**WORK INSTRUCTION:** Only the lines below from the one containing "if inserted == 0" to the one containing "if let Err(e) = self.drain_once().await" should be repeated, both included and unchanged.

··· DATA UNDER STUDY

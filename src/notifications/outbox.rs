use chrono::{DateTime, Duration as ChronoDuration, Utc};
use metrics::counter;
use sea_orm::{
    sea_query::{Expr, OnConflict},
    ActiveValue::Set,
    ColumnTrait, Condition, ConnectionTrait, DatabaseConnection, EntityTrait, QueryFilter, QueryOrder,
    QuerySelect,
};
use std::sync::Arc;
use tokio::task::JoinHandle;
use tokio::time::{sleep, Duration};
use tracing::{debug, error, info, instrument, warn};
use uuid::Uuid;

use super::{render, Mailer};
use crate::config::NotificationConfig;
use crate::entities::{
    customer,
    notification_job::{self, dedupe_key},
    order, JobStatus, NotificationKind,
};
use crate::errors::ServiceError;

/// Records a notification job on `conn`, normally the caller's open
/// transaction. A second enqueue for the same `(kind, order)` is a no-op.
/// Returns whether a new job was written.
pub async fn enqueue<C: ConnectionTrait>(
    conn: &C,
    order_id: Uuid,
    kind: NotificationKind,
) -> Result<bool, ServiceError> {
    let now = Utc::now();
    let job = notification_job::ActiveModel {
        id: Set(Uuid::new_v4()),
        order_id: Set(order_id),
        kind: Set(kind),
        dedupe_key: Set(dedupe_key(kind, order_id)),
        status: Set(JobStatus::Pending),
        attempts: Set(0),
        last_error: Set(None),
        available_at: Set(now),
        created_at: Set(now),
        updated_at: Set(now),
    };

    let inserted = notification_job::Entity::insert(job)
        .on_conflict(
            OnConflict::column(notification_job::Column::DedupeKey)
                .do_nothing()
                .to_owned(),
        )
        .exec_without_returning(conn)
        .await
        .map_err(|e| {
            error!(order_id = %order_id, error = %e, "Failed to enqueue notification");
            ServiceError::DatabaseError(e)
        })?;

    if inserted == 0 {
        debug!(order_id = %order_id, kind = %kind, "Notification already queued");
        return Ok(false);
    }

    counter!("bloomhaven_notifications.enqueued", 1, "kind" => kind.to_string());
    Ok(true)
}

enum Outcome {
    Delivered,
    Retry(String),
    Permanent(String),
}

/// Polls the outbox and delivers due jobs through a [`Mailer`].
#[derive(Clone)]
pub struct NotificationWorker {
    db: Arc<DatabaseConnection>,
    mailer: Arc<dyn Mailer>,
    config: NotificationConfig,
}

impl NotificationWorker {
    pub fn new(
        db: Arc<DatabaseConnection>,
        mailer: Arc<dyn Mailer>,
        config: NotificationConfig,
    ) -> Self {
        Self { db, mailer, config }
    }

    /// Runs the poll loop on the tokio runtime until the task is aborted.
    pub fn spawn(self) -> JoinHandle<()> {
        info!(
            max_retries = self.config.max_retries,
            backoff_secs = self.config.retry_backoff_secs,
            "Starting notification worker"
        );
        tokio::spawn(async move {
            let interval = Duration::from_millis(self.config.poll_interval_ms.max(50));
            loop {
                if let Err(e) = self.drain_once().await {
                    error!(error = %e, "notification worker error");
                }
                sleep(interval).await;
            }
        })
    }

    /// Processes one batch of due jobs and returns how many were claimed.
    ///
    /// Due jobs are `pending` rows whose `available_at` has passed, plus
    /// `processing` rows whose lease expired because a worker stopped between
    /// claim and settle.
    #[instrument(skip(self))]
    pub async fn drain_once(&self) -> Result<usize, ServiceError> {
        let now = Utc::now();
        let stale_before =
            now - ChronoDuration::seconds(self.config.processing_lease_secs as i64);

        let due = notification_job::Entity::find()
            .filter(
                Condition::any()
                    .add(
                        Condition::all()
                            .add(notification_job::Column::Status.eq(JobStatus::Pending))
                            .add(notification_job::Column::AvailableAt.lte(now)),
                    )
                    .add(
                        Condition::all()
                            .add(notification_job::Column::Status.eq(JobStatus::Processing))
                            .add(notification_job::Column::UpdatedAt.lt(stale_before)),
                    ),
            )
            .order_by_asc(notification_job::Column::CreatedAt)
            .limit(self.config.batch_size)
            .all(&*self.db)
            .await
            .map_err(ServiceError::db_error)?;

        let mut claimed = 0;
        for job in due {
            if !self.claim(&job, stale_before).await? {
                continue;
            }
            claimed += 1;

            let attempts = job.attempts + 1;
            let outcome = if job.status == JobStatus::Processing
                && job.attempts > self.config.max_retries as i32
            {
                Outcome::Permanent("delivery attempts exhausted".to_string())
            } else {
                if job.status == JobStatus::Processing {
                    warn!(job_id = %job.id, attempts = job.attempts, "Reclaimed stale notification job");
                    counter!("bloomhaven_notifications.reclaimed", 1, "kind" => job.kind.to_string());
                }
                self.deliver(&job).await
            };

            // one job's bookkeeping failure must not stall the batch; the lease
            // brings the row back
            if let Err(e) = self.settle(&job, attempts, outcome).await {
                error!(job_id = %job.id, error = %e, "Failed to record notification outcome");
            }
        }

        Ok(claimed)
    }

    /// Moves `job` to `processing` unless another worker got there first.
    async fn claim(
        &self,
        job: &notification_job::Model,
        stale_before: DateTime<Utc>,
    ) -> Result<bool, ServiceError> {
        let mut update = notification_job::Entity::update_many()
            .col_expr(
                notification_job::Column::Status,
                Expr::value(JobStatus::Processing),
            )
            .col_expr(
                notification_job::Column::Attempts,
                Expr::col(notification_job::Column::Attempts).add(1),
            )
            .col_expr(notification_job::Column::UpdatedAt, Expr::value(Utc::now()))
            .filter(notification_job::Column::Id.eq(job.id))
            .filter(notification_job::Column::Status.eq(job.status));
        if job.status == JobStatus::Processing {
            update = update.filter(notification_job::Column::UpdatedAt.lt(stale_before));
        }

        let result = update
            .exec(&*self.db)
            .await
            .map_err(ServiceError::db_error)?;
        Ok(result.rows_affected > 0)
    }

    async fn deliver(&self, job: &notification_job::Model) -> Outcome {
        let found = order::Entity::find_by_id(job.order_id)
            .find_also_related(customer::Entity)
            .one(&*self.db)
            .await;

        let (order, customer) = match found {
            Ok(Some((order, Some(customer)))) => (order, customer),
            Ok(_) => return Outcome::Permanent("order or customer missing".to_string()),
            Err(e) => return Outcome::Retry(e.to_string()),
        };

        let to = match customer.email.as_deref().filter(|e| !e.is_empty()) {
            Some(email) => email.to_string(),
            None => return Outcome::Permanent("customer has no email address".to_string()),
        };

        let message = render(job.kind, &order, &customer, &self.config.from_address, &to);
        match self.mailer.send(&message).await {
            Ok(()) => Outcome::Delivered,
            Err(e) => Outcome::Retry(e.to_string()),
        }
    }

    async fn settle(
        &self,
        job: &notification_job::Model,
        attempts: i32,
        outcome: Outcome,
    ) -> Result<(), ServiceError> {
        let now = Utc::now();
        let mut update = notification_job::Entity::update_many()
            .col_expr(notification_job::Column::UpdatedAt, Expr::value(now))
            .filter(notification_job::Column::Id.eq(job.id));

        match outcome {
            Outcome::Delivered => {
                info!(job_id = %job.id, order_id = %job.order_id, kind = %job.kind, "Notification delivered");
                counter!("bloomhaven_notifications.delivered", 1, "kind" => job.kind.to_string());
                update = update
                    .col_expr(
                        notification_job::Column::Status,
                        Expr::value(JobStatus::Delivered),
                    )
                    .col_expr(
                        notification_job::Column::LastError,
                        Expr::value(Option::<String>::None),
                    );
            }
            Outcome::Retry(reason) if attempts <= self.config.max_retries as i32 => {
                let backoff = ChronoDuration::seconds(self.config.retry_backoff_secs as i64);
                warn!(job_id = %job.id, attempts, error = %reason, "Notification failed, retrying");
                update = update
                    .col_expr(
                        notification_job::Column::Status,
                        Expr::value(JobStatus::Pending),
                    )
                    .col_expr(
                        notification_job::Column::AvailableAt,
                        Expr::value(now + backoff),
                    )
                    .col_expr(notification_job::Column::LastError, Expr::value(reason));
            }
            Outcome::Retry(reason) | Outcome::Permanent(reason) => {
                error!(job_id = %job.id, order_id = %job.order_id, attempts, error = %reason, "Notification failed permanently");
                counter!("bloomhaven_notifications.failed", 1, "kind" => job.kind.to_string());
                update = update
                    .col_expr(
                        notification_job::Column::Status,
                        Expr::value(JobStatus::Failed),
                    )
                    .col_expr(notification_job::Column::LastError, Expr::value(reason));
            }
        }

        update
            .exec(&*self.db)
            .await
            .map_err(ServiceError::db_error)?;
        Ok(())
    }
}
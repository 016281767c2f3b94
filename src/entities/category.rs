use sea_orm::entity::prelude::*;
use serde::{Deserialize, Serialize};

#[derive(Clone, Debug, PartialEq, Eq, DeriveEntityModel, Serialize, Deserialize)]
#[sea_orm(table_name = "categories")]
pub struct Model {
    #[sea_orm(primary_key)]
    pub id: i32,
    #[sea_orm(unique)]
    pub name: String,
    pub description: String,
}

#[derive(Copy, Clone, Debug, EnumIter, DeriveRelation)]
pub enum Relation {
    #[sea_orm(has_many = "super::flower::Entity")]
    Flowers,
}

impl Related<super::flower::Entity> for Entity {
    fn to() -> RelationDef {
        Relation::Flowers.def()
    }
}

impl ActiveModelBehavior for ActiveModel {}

······

**REPLY:**
    if inserted == 0 {
        debug!(order_id = %order_id, kind = %kind, "Notification already queued");
        return Ok(false);
    }

    counter!("bloomhaven_notifications.enqueued", 1, "kind" => kind.to_string());
    Ok(true)
}

enum Outcome {
    Delivered,
    Retry(String),
    Permanent(String),
}

/// Polls the outbox and delivers due jobs through a [`Mailer`].
#[derive(Clone)]
pub struct NotificationWorker {
    db: Arc<DatabaseConnection>,
    mailer: Arc<dyn Mailer>,
    config: NotificationConfig,
}

impl NotificationWorker {
    pub fn new(
        db: Arc<DatabaseConnection>,
        mailer: Arc<dyn Mailer>,
        config: NotificationConfig,
    ) -> Self {
        Self { db, mailer, config }
    }

    /// Runs the poll loop on the tokio runtime until the task is aborted.
    pub fn spawn(self) -> JoinHandle<()> {
        info!(
            max_retries = self.config.max_retries,
            backoff_secs = self.config.retry_backoff_secs,
            "Starting notification worker"
        );
        tokio::spawn(async move {
            let interval = Duration::from_millis(self.config.poll_interval_ms.max(50));
            loop {
                if let Err(e) = self.drain_once().await {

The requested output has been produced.